Parents and grandparents ask, “Why don’t you ever settle down?” which is code for “Why aren’t you married?” “Why don’t you own a home?” “When are you going to start making some grandchildren?” Which causes a laugh because they can’t even get a doctor’s appointment, and they’re expected to start a family.

They understand the path to being “blessed,” even as they swipe their credit card at the grocery store checkout line. They realize that their plastic has a 24 percent interest rate, but they also know that payments for billable hours don’t always come in a timely fashion and they still have to eat. They would ask their family members for help, but that would be way too humiliating. They fear being cast as the loser in their family’s drama, in that familiar plot: “a failure to launch.”

They know that the key to being “blessed” has to do with getting out of debt and not wasting a bunch of money on interest payments. They are not idiots. But they also realize that it’s hard to crawl out of a hole when you were placed in one before you even got a chance to vote.

They don’t talk about it much, because there is so much shame attached with financial insecurity. If they do speak out, they are scolded for being imprudent and irresponsible — by a generation of people who paid their whole college tuition, room and board with their earnings from a part-time job.
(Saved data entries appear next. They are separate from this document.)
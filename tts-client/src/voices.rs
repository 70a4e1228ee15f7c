//! Registry of supported voices.
//!
//! Each voice belongs to a category, and the category decides which engine
//! serves it and how fast requests may be sent.

use crate::engine::Pacing;
use crate::error::{Result, TtsError};

/// Which remote engine serves a voice category
#[derive(Debug, Clone, Copy, PartialEq, Eq)]
pub enum EngineKind {
    /// Cloud Text-to-Speech, SSML input
    CloudTts,
    /// Gemini speech generation, plain text input
    Gemini,
}

#[derive(Debug, Clone, Copy, PartialEq, Eq)]
pub enum Gender {
    Female,
    Male,
}

/// A group of voices sharing an engine and a request quota
#[derive(Debug, PartialEq, Eq)]
pub struct VoiceCategory {
    pub id: &'static str,
    pub label: &'static str,
    pub description: &'static str,
    pub engine: EngineKind,
    /// Requests per minute allowed by the engine for this category
    pub quota_rpm: u32,
}

#[derive(Debug, PartialEq, Eq)]
pub struct Voice {
    /// Name sent to the engine
    pub api_name: &'static str,
    /// Friendly name for listings
    pub display_name: &'static str,
    pub category: &'static VoiceCategory,
    pub gender: Gender,
}

impl Voice {
    /// Pacing for requests made with this voice
    pub fn pacing(&self) -> Pacing {
        Pacing::for_quota(self.category.quota_rpm)
    }

    pub fn engine(&self) -> EngineKind {
        self.category.engine
    }
}

pub const DEFAULT_VOICE: &str = "en-US-Studio-Q";

const CHIRP3_HD: VoiceCategory = VoiceCategory {
    id: "chirp3hd",
    label: "Chirp 3: HD",
    description: "Latest generation, most natural",
    engine: EngineKind::CloudTts,
    quota_rpm: 200,
};

const CHIRP_HD: VoiceCategory = VoiceCategory {
    id: "chirphd",
    label: "Chirp HD",
    description: "High-definition neural voices",
    engine: EngineKind::CloudTts,
    quota_rpm: 200,
};

const STUDIO: VoiceCategory = VoiceCategory {
    id: "studio",
    label: "Studio",
    description: "Studio-quality narration voices",
    engine: EngineKind::CloudTts,
    quota_rpm: 500,
};

const NEURAL2: VoiceCategory = VoiceCategory {
    id: "neural2",
    label: "Neural2",
    description: "Second-generation neural voices",
    engine: EngineKind::CloudTts,
    quota_rpm: 1000,
};

const WAVENET: VoiceCategory = VoiceCategory {
    id: "wavenet",
    label: "WaveNet",
    description: "DeepMind WaveNet synthesis",
    engine: EngineKind::CloudTts,
    quota_rpm: 1000,
};

const STANDARD: VoiceCategory = VoiceCategory {
    id: "standard",
    label: "Standard",
    description: "Basic synthesis, fastest",
    engine: EngineKind::CloudTts,
    quota_rpm: 1000,
};

const SPECIALTY: VoiceCategory = VoiceCategory {
    id: "specialty",
    label: "Specialty",
    description: "Purpose-built voices",
    engine: EngineKind::CloudTts,
    quota_rpm: 500,
};

const GEMINI: VoiceCategory = VoiceCategory {
    id: "gemini",
    label: "Gemini",
    description: "Generative voices with style prompts",
    engine: EngineKind::Gemini,
    quota_rpm: 150,
};

pub const CATEGORIES: &[VoiceCategory] = &[
    CHIRP3_HD, CHIRP_HD, STUDIO, NEURAL2, WAVENET, STANDARD, SPECIALTY, GEMINI,
];

macro_rules! voice {
    ($api:literal, $display:literal, $category:ident, $gender:ident) => {
        Voice {
            api_name: $api,
            display_name: $display,
            category: &$category,
            gender: Gender::$gender,
        }
    };
}

pub const VOICES: &[Voice] = &[
    voice!("en-US-Chirp3-HD-Achernar", "Elena", CHIRP3_HD, Female),
    voice!("en-US-Chirp3-HD-Achird", "Marcus", CHIRP3_HD, Male),
    voice!("en-US-Chirp3-HD-Algenib", "Lucas", CHIRP3_HD, Male),
    voice!("en-US-Chirp3-HD-Algieba", "Nathan", CHIRP3_HD, Male),
    voice!("en-US-Chirp3-HD-Alnilam", "Oliver", CHIRP3_HD, Male),
    voice!("en-US-Chirp3-HD-Aoede", "Mia", CHIRP3_HD, Female),
    voice!("en-US-Chirp3-HD-Autonoe", "Sophia", CHIRP3_HD, Female),
    voice!("en-US-Chirp3-HD-Callirrhoe", "Isabella", CHIRP3_HD, Female),
    voice!("en-US-Chirp3-HD-Charon", "Gabriel", CHIRP3_HD, Male),
    voice!("en-US-Chirp3-HD-Despina", "Natalie", CHIRP3_HD, Female),
    voice!("en-US-Chirp3-HD-Enceladus", "Benjamin", CHIRP3_HD, Male),
    voice!("en-US-Chirp3-HD-Erinome", "Charlotte", CHIRP3_HD, Female),
    voice!("en-US-Chirp3-HD-Fenrir", "Erik", CHIRP3_HD, Male),
    voice!("en-US-Chirp3-HD-Gacrux", "Amelia", CHIRP3_HD, Female),
    voice!("en-US-Chirp3-HD-Iapetus", "Theodore", CHIRP3_HD, Male),
    voice!("en-US-Chirp3-HD-Kore", "Lily", CHIRP3_HD, Female),
    voice!("en-US-Chirp3-HD-Laomedeia", "Victoria", CHIRP3_HD, Female),
    voice!("en-US-Chirp3-HD-Leda", "Ruby", CHIRP3_HD, Female),
    voice!("en-US-Chirp3-HD-Orus", "Leo", CHIRP3_HD, Male),
    voice!("en-US-Chirp3-HD-Puck", "Felix", CHIRP3_HD, Male),
    voice!("en-US-Chirp3-HD-Pulcherrima", "Aria", CHIRP3_HD, Female),
    voice!("en-US-Chirp3-HD-Rasalgethi", "Sebastian", CHIRP3_HD, Male),
    voice!("en-US-Chirp3-HD-Sadachbia", "Arthur", CHIRP3_HD, Male),
    voice!("en-US-Chirp3-HD-Sadaltager", "Owen", CHIRP3_HD, Male),
    voice!("en-US-Chirp3-HD-Schedar", "Henry", CHIRP3_HD, Male),
    voice!("en-US-Chirp3-HD-Sulafat", "Maya", CHIRP3_HD, Female),
    voice!("en-US-Chirp3-HD-Umbriel", "Julian", CHIRP3_HD, Male),
    voice!("en-US-Chirp3-HD-Vindemiatrix", "Clara", CHIRP3_HD, Female),
    voice!("en-US-Chirp3-HD-Zephyr", "Willow", CHIRP3_HD, Female),
    voice!("en-US-Chirp3-HD-Zubenelgenubi", "Maxwell", CHIRP3_HD, Male),
    voice!("en-US-Chirp-HD-D", "Derek", CHIRP_HD, Male),
    voice!("en-US-Chirp-HD-F", "Francesca", CHIRP_HD, Female),
    voice!("en-US-Chirp-HD-O", "Ophelia", CHIRP_HD, Female),
    voice!("en-US-Studio-O", "Olivia", STUDIO, Female),
    voice!("en-US-Studio-Q", "James", STUDIO, Male),
    voice!("en-US-Neural2-A", "Aaron", NEURAL2, Male),
    voice!("en-US-Neural2-C", "Sarah", NEURAL2, Female),
    voice!("en-US-Neural2-D", "David", NEURAL2, Male),
    voice!("en-US-Neural2-E", "Emma", NEURAL2, Female),
    voice!("en-US-Neural2-F", "Fiona", NEURAL2, Female),
    voice!("en-US-Neural2-G", "Grace", NEURAL2, Female),
    voice!("en-US-Neural2-H", "Hannah", NEURAL2, Female),
    voice!("en-US-Neural2-I", "Ian", NEURAL2, Male),
    voice!("en-US-Neural2-J", "Jack", NEURAL2, Male),
    voice!("en-US-Wavenet-A", "Alex", WAVENET, Male),
    voice!("en-US-Wavenet-B", "Brian", WAVENET, Male),
    voice!("en-US-Wavenet-C", "Chloe", WAVENET, Female),
    voice!("en-US-Wavenet-D", "Daniel", WAVENET, Male),
    voice!("en-US-Wavenet-E", "Emily", WAVENET, Female),
    voice!("en-US-Wavenet-F", "Faith", WAVENET, Female),
    voice!("en-US-Wavenet-G", "Georgia", WAVENET, Female),
    voice!("en-US-Wavenet-H", "Holly", WAVENET, Female),
    voice!("en-US-Wavenet-I", "Isaac", WAVENET, Male),
    voice!("en-US-Wavenet-J", "Jordan", WAVENET, Male),
    voice!("en-US-Standard-A", "Adam", STANDARD, Male),
    voice!("en-US-Standard-B", "Blake", STANDARD, Male),
    voice!("en-US-Standard-C", "Cora", STANDARD, Female),
    voice!("en-US-Standard-D", "Dylan", STANDARD, Male),
    voice!("en-US-Standard-E", "Eva", STANDARD, Female),
    voice!("en-US-Standard-F", "Freya", STANDARD, Female),
    voice!("en-US-Standard-G", "Gwen", STANDARD, Female),
    voice!("en-US-Standard-H", "Hazel", STANDARD, Female),
    voice!("en-US-Standard-I", "Ivan", STANDARD, Male),
    voice!("en-US-Standard-J", "Jason", STANDARD, Male),
    voice!("en-US-Casual-K", "Kyle", SPECIALTY, Male),
    voice!("en-US-News-K", "Karen", SPECIALTY, Female),
    voice!("en-US-News-L", "Linda", SPECIALTY, Female),
    voice!("en-US-News-N", "Nolan", SPECIALTY, Male),
    voice!("en-US-Polyglot-1", "Marco", SPECIALTY, Male),
    voice!("Zephyr", "Zephyr", GEMINI, Female),
    voice!("Puck", "Puck", GEMINI, Male),
    voice!("Charon", "Charon", GEMINI, Male),
    voice!("Kore", "Kore", GEMINI, Female),
    voice!("Fenrir", "Fenrir", GEMINI, Male),
    voice!("Leda", "Leda", GEMINI, Female),
    voice!("Orus", "Orus", GEMINI, Male),
    voice!("Aoede", "Aoede", GEMINI, Female),
];

/// Look up a voice by its API name
pub fn find_voice(api_name: &str) -> Result<&'static Voice> {
    VOICES
        .iter()
        .find(|v| v.api_name == api_name)
        .ok_or_else(|| TtsError::UnknownVoice(api_name.to_string()))
}

/// Look up a category by id
pub fn find_category(id: &str) -> Option<&'static VoiceCategory> {
    CATEGORIES.iter().find(|c| c.id == id)
}

/// All voices in a category, in registry order
pub fn voices_in(category_id: &str) -> impl Iterator<Item = &'static Voice> + '_ {
    VOICES.iter().filter(move |v| v.category.id == category_id)
}

#[cfg(test)]
mod tests {
    use super::*;
    use std::collections::HashSet;
    use std::time::Duration;

    #[test]
    fn test_default_voice_exists() {
        let voice = find_voice(DEFAULT_VOICE).unwrap();
        assert_eq!(voice.display_name, "James");
        assert_eq!(voice.engine(), EngineKind::CloudTts);
    }

    #[test]
    fn test_unknown_voice() {
        let err = find_voice("en-US-Imaginary-Z").unwrap_err();
        assert!(matches!(err, TtsError::UnknownVoice(_)));
    }

    #[test]
    fn test_api_names_are_unique() {
        let names: HashSet<_> = VOICES.iter().map(|v| v.api_name).collect();
        assert_eq!(names.len(), VOICES.len());
    }

    #[test]
    fn test_every_category_has_voices() {
        for category in CATEGORIES {
            assert!(
                voices_in(category.id).count() > 0,
                "category {} is empty",
                category.id
            );
        }
    }

    #[test]
    fn test_gemini_voices_route_to_gemini() {
        let voice = find_voice("Zephyr").unwrap();
        assert_eq!(voice.engine(), EngineKind::Gemini);
        assert_eq!(voice.pacing().delay, Duration::from_millis(500));
    }

    #[test]
    fn test_studio_pacing() {
        let voice = find_voice("en-US-Studio-O").unwrap();
        assert_eq!(voice.pacing().delay, Duration::from_millis(150));
        assert_eq!(find_category("studio").unwrap().quota_rpm, 500);
    }
}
In Church, where everyone is supposed to be “blessed,” the shame multiplies because the debt has a spiritual component. With this prominent idea that God blesses us with health and wealth, we can begin to believe the shadow side of that message, that God is somehow displeased with our debt. 
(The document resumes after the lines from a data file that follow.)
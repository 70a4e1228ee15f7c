//! Bounds-checked walking of RIFF chunks.

use std::ops::Range;
use thiserror::Error;

/// `RIFF` + size + form type.
pub const RIFF_HEADER_LEN: usize = 12;

const CHUNK_HEADER_LEN: usize = 8;

/// One chunk found in a RIFF buffer.
#[derive(Debug, Clone, Copy, PartialEq, Eq)]
pub struct RiffChunk {
    pub id: [u8; 4],
    /// Offset of the chunk's id within the buffer
    pub offset: usize,
    pub size: u32,
}

impl RiffChunk {
    pub fn body(&self) -> Range<usize> {
        let start = self.offset + CHUNK_HEADER_LEN;
        start..start + self.size as usize
    }

    /// Offset of the little-endian size field.
    pub fn size_offset(&self) -> usize {
        self.offset + 4
    }

    pub fn id_str(&self) -> String {
        String::from_utf8_lossy(&self.id).into_owned()
    }
}

#[derive(Debug, Error, PartialEq, Eq)]
pub enum RiffError {
    #[error("'{id}' chunk at offset {offset} declares {size} bytes but only {available} remain")]
    Truncated {
        id: String,
        offset: usize,
        size: u32,
        available: usize,
    },
}

/// Iterator over the chunks of a RIFF buffer.
///
/// Stops once fewer than 8 bytes remain. A chunk whose declared size runs
/// past the end of the buffer yields an error and ends the walk.
pub struct Chunks<'a> {
    data: &'a [u8],
    pos: usize,
    done: bool,
}

/// Walk chunks starting at `start` (usually [`RIFF_HEADER_LEN`]).
pub fn chunks(data: &[u8], start: usize) -> Chunks<'_> {
    Chunks {
        data,
        pos: start,
        done: false,
    }
}

impl Iterator for Chunks<'_> {
    type Item = Result<RiffChunk, RiffError>;

    fn next(&mut self) -> Option<Self::Item> {
        if self.done {
            return None;
        }

        let header = match self.data.get(self.pos..self.pos + CHUNK_HEADER_LEN) {
            Some(header) => header,
            None => {
                self.done = true;
                return None;
            }
        };

        let id = [header[0], header[1], header[2], header[3]];
        let size = u32::from_le_bytes([header[4], header[5], header[6], header[7]]);
        let chunk = RiffChunk {
            id,
            offset: self.pos,
            size,
        };

        let available = self.data.len() - (self.pos + CHUNK_HEADER_LEN);
        if size as usize > available {
            self.done = true;
            return Some(Err(RiffError::Truncated {
                id: chunk.id_str(),
                offset: self.pos,
                size,
                available,
            }));
        }

        // Odd-sized chunks are followed by a pad byte
        self.pos = chunk.body().end + size as usize % 2;
        Some(Ok(chunk))
    }
}

#[cfg(test)]
mod tests {
    use super::*;
    use crate::audio::testing::{mono_wav, with_extra_chunk};

    fn find_chunk(data: &[u8], id: &[u8; 4]) -> Result<Option<RiffChunk>, RiffError> {
        for chunk in chunks(data, RIFF_HEADER_LEN) {
            let chunk = chunk?;
            if &chunk.id == id {
                return Ok(Some(chunk));
            }
        }
        Ok(None)
    }

    #[test]
    fn test_walks_canonical_wav() {
        let wav = mono_wav(10, 0);
        let found: Vec<_> = chunks(&wav, RIFF_HEADER_LEN)
            .collect::<Result<_, _>>()
            .unwrap();
        assert_eq!(found.len(), 2);
        assert_eq!(&found[0].id, b"fmt ");
        assert_eq!(found[0].offset, 12);
        assert_eq!(found[0].size, 16);
        assert_eq!(&found[1].id, b"data");
        assert_eq!(found[1].offset, 36);
        assert_eq!(found[1].body(), 44..54);
        assert_eq!(found[1].size_offset(), 40);
    }

    #[test]
    fn test_skips_pad_byte_after_odd_chunk() {
        let wav = with_extra_chunk(mono_wav(4, 0), b"LIST", b"abc");
        let data = find_chunk(&wav, b"data").unwrap().unwrap();
        // LIST header 8 + body 3 + pad 1
        assert_eq!(data.offset, 36 + 12);
        assert_eq!(data.size, 4);
    }

    #[test]
    fn test_missing_chunk() {
        let wav = mono_wav(4, 0);
        assert_eq!(find_chunk(&wav, b"LIST").unwrap(), None);
    }

    #[test]
    fn test_truncated_chunk_is_error() {
        let mut wav = mono_wav(4, 0);
        wav[40..44].copy_from_slice(&1000u32.to_le_bytes());
        let err = find_chunk(&wav, b"data").unwrap_err();
        assert_eq!(
            err,
            RiffError::Truncated {
                id: "data".to_string(),
                offset: 36,
                size: 1000,
                available: 4,
            }
        );
    }

    #[test]
    fn test_trailing_bytes_end_walk() {
        let mut wav = mono_wav(4, 0);
        wav.extend_from_slice(&[1, 2, 3]);
        let count = chunks(&wav, RIFF_HEADER_LEN).count();
        assert_eq!(count, 2);
    }

    #[test]
    fn test_empty_buffer() {
        assert_eq!(chunks(&[], RIFF_HEADER_LEN).count(), 0);
        assert_eq!(find_chunk(b"RIFF", b"data").unwrap(), None);
    }
}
In this emerging reality, we need to rethink the idea of blessing. I reflected on these notions when I wrote Healing Spiritual Wounds. When we look back on the history of the Israelites, we see a people who were debt slaves to Pharaoh. During a famine, the sons and daughters of Abraham relied on Pharaoh’s stores of grain, until they were indebted to the ruler. Then God delivered them through a series of increasingly horrific plagues.
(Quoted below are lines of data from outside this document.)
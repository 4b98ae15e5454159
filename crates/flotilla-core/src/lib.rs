//! Flotilla Core Library
//!
//! Provides the domain logic for MTA descriptor resolution: reference
//! substitution, shared-configuration matching, subscription building,
//! service ordering, and application lifecycle reconciliation.

pub mod commands;
pub mod criteria;
pub mod error;
pub mod lifecycle;
pub mod model;
pub mod ordering;
pub mod registry;
pub mod resolve;
pub mod subscription;

/// Re-exports of commonly used types
pub mod prelude {
    // Model
    pub use crate::model::{
        DeploymentDescriptor, Module, Properties, ProvidedDependency, RequiredDependency,
        Resource, SchemaVersion,
    };

    // Errors
    pub use crate::error::{
        ConflictError, ContentError, Error, IllegalStateError, ValidationError,
    };

    // Registry
    pub use crate::registry::{
        CloudTarget, ConfigurationEntry, ConfigurationEntryMatcher, ConfigurationFilter,
        ConfigurationRegistry, MatchCardinality, RegistrySnapshot,
    };

    // Criteria
    pub use crate::criteria::{MtaMetadataCriteria, MtaMetadataCriteriaBuilder};

    // Resolution
    pub use crate::resolve::{
        DescriptorResolver, ReferenceResolver, ResolutionContext, ResolutionReport,
    };

    // Subscriptions
    pub use crate::subscription::{
        ConfigurationSubscription, SubscriptionFactory, SubscriptionOwner,
    };

    // Lifecycle
    pub use crate::lifecycle::{
        actions_to_achieve, current_state, desired_state, ApplicationSnapshot,
        ApplicationStartupState, ApplicationStateAction, RequestedState, StartupIntent,
    };
}
//! End-to-end descriptor resolution.
//!
//! Orchestrates the full sequence: snapshot the descriptor, resolve
//! configuration references against the registry, substitute local and
//! external reference tokens, unescape literals, and build subscriptions
//! from the snapshot. Errors from any stage surface to the caller
//! unchanged.

use std::collections::{BTreeMap, BTreeSet};

use serde::Serialize;
use serde_json::Value;

use crate::error::Error;
use crate::model::{DeploymentDescriptor, Properties};
use crate::registry::entry::CloudTarget;
use crate::registry::matcher::ConfigurationEntryMatcher;
use crate::registry::ConfigurationRegistry;
use crate::resolve::reference::unescape;
use crate::resolve::references::ConfigurationReferencesResolver;
use crate::resolve::resolver::ReferenceResolver;
use crate::subscription::{ConfigurationSubscription, SubscriptionFactory};

/// Where and how one descriptor is being resolved.
#[derive(Debug, Clone)]
pub struct ResolutionContext {
    /// Org and space the deployment targets.
    pub target: CloudTarget,
    /// Space GUID recorded on subscriptions.
    pub space_id: String,
    /// Fallback target for entries shared globally, if the installation
    /// has one.
    pub global_config_target: Option<CloudTarget>,
    /// Dependency names left unresolved for a later phase.
    pub ignored_dependencies: BTreeSet<String>,
}

impl ResolutionContext {
    pub fn new(target: CloudTarget, space_id: impl Into<String>) -> Self {
        Self {
            target,
            space_id: space_id.into(),
            global_config_target: None,
            ignored_dependencies: BTreeSet::new(),
        }
    }

    pub fn with_global_target(mut self, target: CloudTarget) -> Self {
        self.global_config_target = Some(target);
        self
    }

    pub fn with_ignored<I, S>(mut self, names: I) -> Self
    where
        I: IntoIterator<Item = S>,
        S: Into<String>,
    {
        self.ignored_dependencies = names.into_iter().map(Into::into).collect();
        self
    }
}

/// Everything one resolution run produced.
#[derive(Debug, Clone, Serialize)]
pub struct ResolutionReport {
    pub descriptor: DeploymentDescriptor,
    pub subscriptions: Vec<ConfigurationSubscription>,
    /// Matched entry ids per configuration resource name.
    pub resolved_entries: BTreeMap<String, Vec<i64>>,
    /// Property keys whose values were expanded into lists.
    pub expanded_properties: Vec<String>,
    pub resolved_at: chrono::DateTime<chrono::Utc>,
}

pub struct DescriptorResolver<'r> {
    registry: &'r dyn ConfigurationRegistry,
    context: ResolutionContext,
}

impl<'r> DescriptorResolver<'r> {
    pub fn new(registry: &'r dyn ConfigurationRegistry, context: ResolutionContext) -> Self {
        Self { registry, context }
    }

    /// Run the full resolution sequence on `descriptor`.
    pub fn resolve(&self, mut descriptor: DeploymentDescriptor) -> Result<ResolutionReport, Error> {
        let mut matcher = ConfigurationEntryMatcher::new(self.registry);
        if let Some(global) = &self.context.global_config_target {
            matcher = matcher.with_global_target(global.clone());
        }

        // Subscriptions are built from the declared shape, not the
        // substituted one.
        let snapshot = descriptor.clone();

        let mut references =
            ConfigurationReferencesResolver::new(&matcher, self.context.target.clone());
        references.resolve(&mut descriptor)?;
        let expanded_properties = references.expanded_properties().to_vec();
        let resolved = references.into_resolved_references();

        ReferenceResolver::new()
            .with_ignored(self.context.ignored_dependencies.iter().cloned())
            .with_matcher(&matcher, self.context.target.clone())
            .resolve(&mut descriptor)?;

        unescape_descriptor(&mut descriptor);

        let subscriptions =
            SubscriptionFactory::create_subscriptions(&snapshot, &resolved, &self.context.space_id);
        tracing::info!(
            mta_id = %descriptor.id,
            references = resolved.len(),
            subscriptions = subscriptions.len(),
            "resolved deployment descriptor"
        );

        let resolved_entries = resolved
            .into_iter()
            .map(|(name, reference)| (name, reference.entry_ids))
            .collect();

        Ok(ResolutionReport {
            descriptor,
            subscriptions,
            resolved_entries,
            expanded_properties,
            resolved_at: chrono::Utc::now(),
        })
    }
}

/// Rewrite `\${...}` literals back to `${...}` once substitution is done.
fn unescape_descriptor(descriptor: &mut DeploymentDescriptor) {
    unescape_properties(&mut descriptor.parameters);
    for module in &mut descriptor.modules {
        unescape_properties(&mut module.parameters);
        unescape_properties(&mut module.properties);
        for provided in &mut module.provided {
            unescape_properties(&mut provided.properties);
        }
        for required in &mut module.required {
            unescape_properties(&mut required.parameters);
            unescape_properties(&mut required.properties);
        }
    }
    for resource in &mut descriptor.resources {
        unescape_properties(&mut resource.parameters);
        unescape_properties(&mut resource.properties);
        for required in &mut resource.required {
            unescape_properties(&mut required.parameters);
            unescape_properties(&mut required.properties);
        }
    }
}

fn unescape_properties(properties: &mut Properties) {
    for value in properties.values_mut() {
        unescape_value(value);
    }
}

fn unescape_value(value: &mut Value) {
    match value {
        Value::String(text) => *value = Value::String(unescape(text)),
        Value::Array(items) => items.iter_mut().for_each(unescape_value),
        Value::Object(map) => map.values_mut().for_each(unescape_value),
        _ => {}
    }
}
Even before our feet could touch the ground in our Sunday school chairs, we knew who God was blessing in this story — those who were in debt. We also knew who was the problem — those who burdened people with debt. God did not say to the Israelites that they needed to work a little harder, be more responsible, draw up a budget plan because their predicament was ultimately their own fault. No. God delivered them from the brutal hands of their creditors.

With this great faithful history, how did our story get reversed? How did we start blaming the debtors for their irresponsibility instead of the creditors for their cruelty? I worry that the prosperity gospel has fed into our national hunger for wealth, while disregarding the poor. I’m concerned that we have forgotten the words of Jesus who reminds us that the poor are blessed.

Can we envision another way to think about our blessedness? Maybe as we live the good news now, being #Blessed won’t mean health and wealth in the same ways that it has in our country’s history. Perhaps we can relearn blessing, so that it’s not reduced to an Instagram photo of a new car. Maybe we’ll find some blessing in our debt-riddled lives, as we learn how to depend on one another and be generous with one other.

Maybe being blessed will mean that we have a community that we can lean upon for support when we need it. Maybe it will mean that we can go to church and actually talk about our debt, job insecurity and medical needs, without the surrounding lectures on how we should have managed our lives better.

Perhaps being blessed could lead us to form a beloved community that cares for one another when our individual autonomy doesn’t work out and we find ourselves without a pension.

Can we can imagine communities of peace, justice, mercy and love? Perhaps then, we will be truly blessed.   

 

Adapted from Carol Howard Merritt’s Healing Spiritual Wounds: Reconnecting with a Loving God After Experiencing a Hurtful Church (HarperOne, an imprint of HarperCollins Publishers).